**AIM OF THE EXERCISE:** The required output is the complete data, repeated without alteration.

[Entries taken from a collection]
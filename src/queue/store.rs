//! Task store - the ordered collection of tasks owned by a queue

use std::sync::Arc;

use tokio::task::AbortHandle;

use super::task::{GroupId, TaskCallbacks, TaskId, TaskInfo};

/// Where a task is in its lifecycle
#[derive(Debug, Clone, Copy, PartialEq, Eq)]
pub(crate) enum TaskState {
    /// Waiting for dispatch
    Pending,
    /// Worker call in flight
    Running,
    /// Outcome claimed, waiting to be finished
    Settled,
}

/// A task as held by the store
pub(crate) struct TaskEntry<P, R> {
    pub info: TaskInfo<P>,
    pub state: TaskState,
    pub callbacks: TaskCallbacks<R>,
    /// Armed timeout timer, present only while armed
    pub timeout: Option<AbortHandle>,
    pub group: Option<GroupId>,
}

impl<P, R> TaskEntry<P, R> {
    /// Snapshot with `running` reflecting the current state
    pub fn snapshot(&self) -> TaskInfo<P> {
        let mut info = self.info.clone();
        info.running = self.state == TaskState::Running;
        info
    }

    /// Abort the timeout timer if one is armed
    pub fn disarm(&mut self) {
        if let Some(handle) = self.timeout.take() {
            handle.abort();
        }
    }
}

/// Ordered task collection
///
/// Insertion order only breaks priority ties; selection always re-sorts.
pub(crate) struct TaskStore<P, R> {
    entries: Vec<TaskEntry<P, R>>,
    next_id: u64,
}

impl<P, R> TaskStore<P, R> {
    pub fn new() -> Self {
        Self {
            entries: Vec::new(),
            next_id: 1,
        }
    }

    fn allocate_id(&mut self) -> TaskId {
        let id = TaskId(self.next_id);
        // Wraps back to the first id only once the whole u64 range is spent
        self.next_id = self.next_id.checked_add(1).unwrap_or(1);
        id
    }

    fn new_entry(&mut self, payload: Arc<P>, priority: i64, callbacks: TaskCallbacks<R>) -> TaskEntry<P, R> {
        let id = self.allocate_id();
        TaskEntry {
            info: TaskInfo::new(id, payload, priority),
            state: TaskState::Pending,
            callbacks,
            timeout: None,
            group: None,
        }
    }

    /// Append a task at the tail
    pub fn push_back(&mut self, payload: Arc<P>, priority: i64, callbacks: TaskCallbacks<R>) -> TaskInfo<P> {
        let entry = self.new_entry(payload, priority, callbacks);
        let info = entry.snapshot();
        self.entries.push(entry);
        info
    }

    /// Insert a task at the head
    pub fn push_front(&mut self, payload: Arc<P>, priority: i64, callbacks: TaskCallbacks<R>) -> TaskInfo<P> {
        let entry = self.new_entry(payload, priority, callbacks);
        let info = entry.snapshot();
        self.entries.insert(0, entry);
        info
    }

    pub fn get(&self, id: TaskId) -> Option<&TaskEntry<P, R>> {
        self.entries.iter().find(|e| e.info.id == id)
    }

    pub fn get_mut(&mut self, id: TaskId) -> Option<&mut TaskEntry<P, R>> {
        self.entries.iter_mut().find(|e| e.info.id == id)
    }

    /// Remove a task; `None` if it was already removed
    pub fn remove(&mut self, id: TaskId) -> Option<TaskEntry<P, R>> {
        let index = self.entries.iter().position(|e| e.info.id == id)?;
        Some(self.entries.remove(index))
    }

    pub fn iter(&self) -> impl Iterator<Item = &TaskEntry<P, R>> {
        self.entries.iter()
    }

    pub fn iter_mut(&mut self) -> impl Iterator<Item = &mut TaskEntry<P, R>> {
        self.entries.iter_mut()
    }

    pub fn len(&self) -> usize {
        self.entries.len()
    }

    pub fn is_empty(&self) -> bool {
        self.entries.is_empty()
    }

    pub fn running_count(&self) -> usize {
        self.entries.iter().filter(|e| e.state == TaskState::Running).count()
    }

    pub fn pending_count(&self) -> usize {
        self.entries.iter().filter(|e| e.state == TaskState::Pending).count()
    }

    /// Pick up to `limit` pending tasks, lowest priority value first
    ///
    /// The sort is stable so equal priorities keep store order.
    pub fn select_batch(&self, limit: usize) -> Vec<TaskInfo<P>> {
        let mut pending: Vec<&TaskEntry<P, R>> =
            self.entries.iter().filter(|e| e.state == TaskState::Pending).collect();
        pending.sort_by_key(|e| e.info.priority);
        pending.into_iter().take(limit).map(TaskEntry::snapshot).collect()
    }
}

**TASK SOLUTION:**
filename src/queue/store.rs
//! Task store - the ordered collection of tasks owned by a queue

use std::sync::Arc;

use tokio::task::AbortHandle;

use super::task::{GroupId, TaskCallbacks, TaskId, TaskInfo};

/// Where a task is in its lifecycle
#[derive(Debug, Clone, Copy, PartialEq, Eq)]
pub(crate) enum TaskState {
    /// Waiting for dispatch
    Pending,
    /// Worker call in flight
    Running,
    /// Outcome claimed, waiting to be finished
    Settled,
}

/// A task as held by the store
pub(crate) struct TaskEntry<P, R> {
    pub info: TaskInfo<P>,
    pub state: TaskState,
    pub callbacks: TaskCallbacks<R>,
    /// Armed timeout timer, present only while armed
    pub timeout: Option<AbortHandle>,
    pub group: Option<GroupId>,
}

impl<P, R> TaskEntry<P, R> {
    /// Snapshot with `running` reflecting the current state
    pub fn snapshot(&self) -> TaskInfo<P> {
        let mut info = self.info.clone();
        info.running = self.state == TaskState::Running;
        info
    }

    /// Abort the timeout timer if one is armed
    pub fn disarm(&mut self) {
        if let Some(handle) = self.timeout.take() {
            handle.abort();
        }
    }
}

/// Ordered task collection
///
/// Insertion order only breaks priority ties; selection always re-sorts.
pub(crate) struct TaskStore<P, R> {
    entries: Vec<TaskEntry<P, R>>,
    next_id: u64,
}

impl<P, R> TaskStore<P, R> {
    pub fn new() -> Self {
        Self {
            entries: Vec::new(),
            next_id: 1,
        }
    }

    fn allocate_id(&mut self) -> TaskId {
        let id = TaskId(self.next_id);
        // Wraps back to the first id only once the whole u64 range is spent
        self.next_id = self.next_id.checked_add(1).unwrap_or(1);
        id
    }

    fn new_entry(&mut self, payload: Arc<P>, priority: i64, callbacks: TaskCallbacks<R>) -> TaskEntry<P, R> {
        let id = self.allocate_id();
        TaskEntry {
            info: TaskInfo::new(id, payload, priority),
            state: TaskState::Pending,
            callbacks,
            timeout: None,
            group: None,
        }
    }

    /// Append a task at the tail
    pub fn push_back(&mut self, payload: Arc<P>, priority: i64, callbacks: TaskCallbacks<R>) -> TaskInfo<P> {
        let entry = self.new_entry(payload, priority, callbacks);
        let info = entry.snapshot();
        self.entries.push(entry);
        info
    }

    /// Insert a task at the head
    pub fn push_front(&mut self, payload: Arc<P>, priority: i64, callbacks: TaskCallbacks<R>) -> TaskInfo<P> {
        let entry = self.new_entry(payload, priority, callbacks);
        let info = entry.snapshot();
        self.entries.insert(0, entry);
        info
    }

    pub fn get(&self, id: TaskId) -> Option<&TaskEntry<P, R>> {
        self.entries.iter().find(|e| e.info.id == id)
    }

    pub fn get_mut(&mut self, id: TaskId) -> Option<&mut TaskEntry<P, R>> {
        self.entries.iter_mut().find(|e| e.info.id == id)
    }

    /// Remove a task; `None` if it was already removed
    pub fn remove(&mut self, id: TaskId) -> Option<TaskEntry<P, R>> {
        let index = self.entries.iter().position(|e| e.info.id == id)?;
        Some(self.entries.remove(index))
    }

    pub fn iter(&self) -> impl Iterator<Item = &TaskEntry<P, R>> {
        self.entries.iter()
    }

    pub fn iter_mut(&mut self) -> impl Iterator<Item = &mut TaskEntry<P, R>> {
        self.entries.iter_mut()
    }

    pub fn len(&self) -> usize {
        self.entries.len()
    }

    pub fn is_empty(&self) -> bool {
        self.entries.is_empty()
    }

    pub fn running_count(&self) -> usize {
        self.entries.iter().filter(|e| e.state == TaskState::Running).count()
    }

    pub fn pending_count(&self) -> usize {
        self.entries.iter().filter(|e| e.state == TaskState::Pending).count()
    }

    /// Pick up to `limit` pending tasks, lowest priority value first
    ///
    /// The sort is stable so equal priorities keep store order.
    pub fn select_batch(&self, limit: usize) -> Vec<TaskInfo<P>> {
        let mut pending: Vec<&TaskEntry<P, R>> =
            self.entries.iter().filter(|e| e.state == TaskState::Pending).collect();
        pending.sort_by_key(|e| e.info.priority);
        pending.into_iter().take(limit).map(TaskEntry::snapshot).collect()
    }
}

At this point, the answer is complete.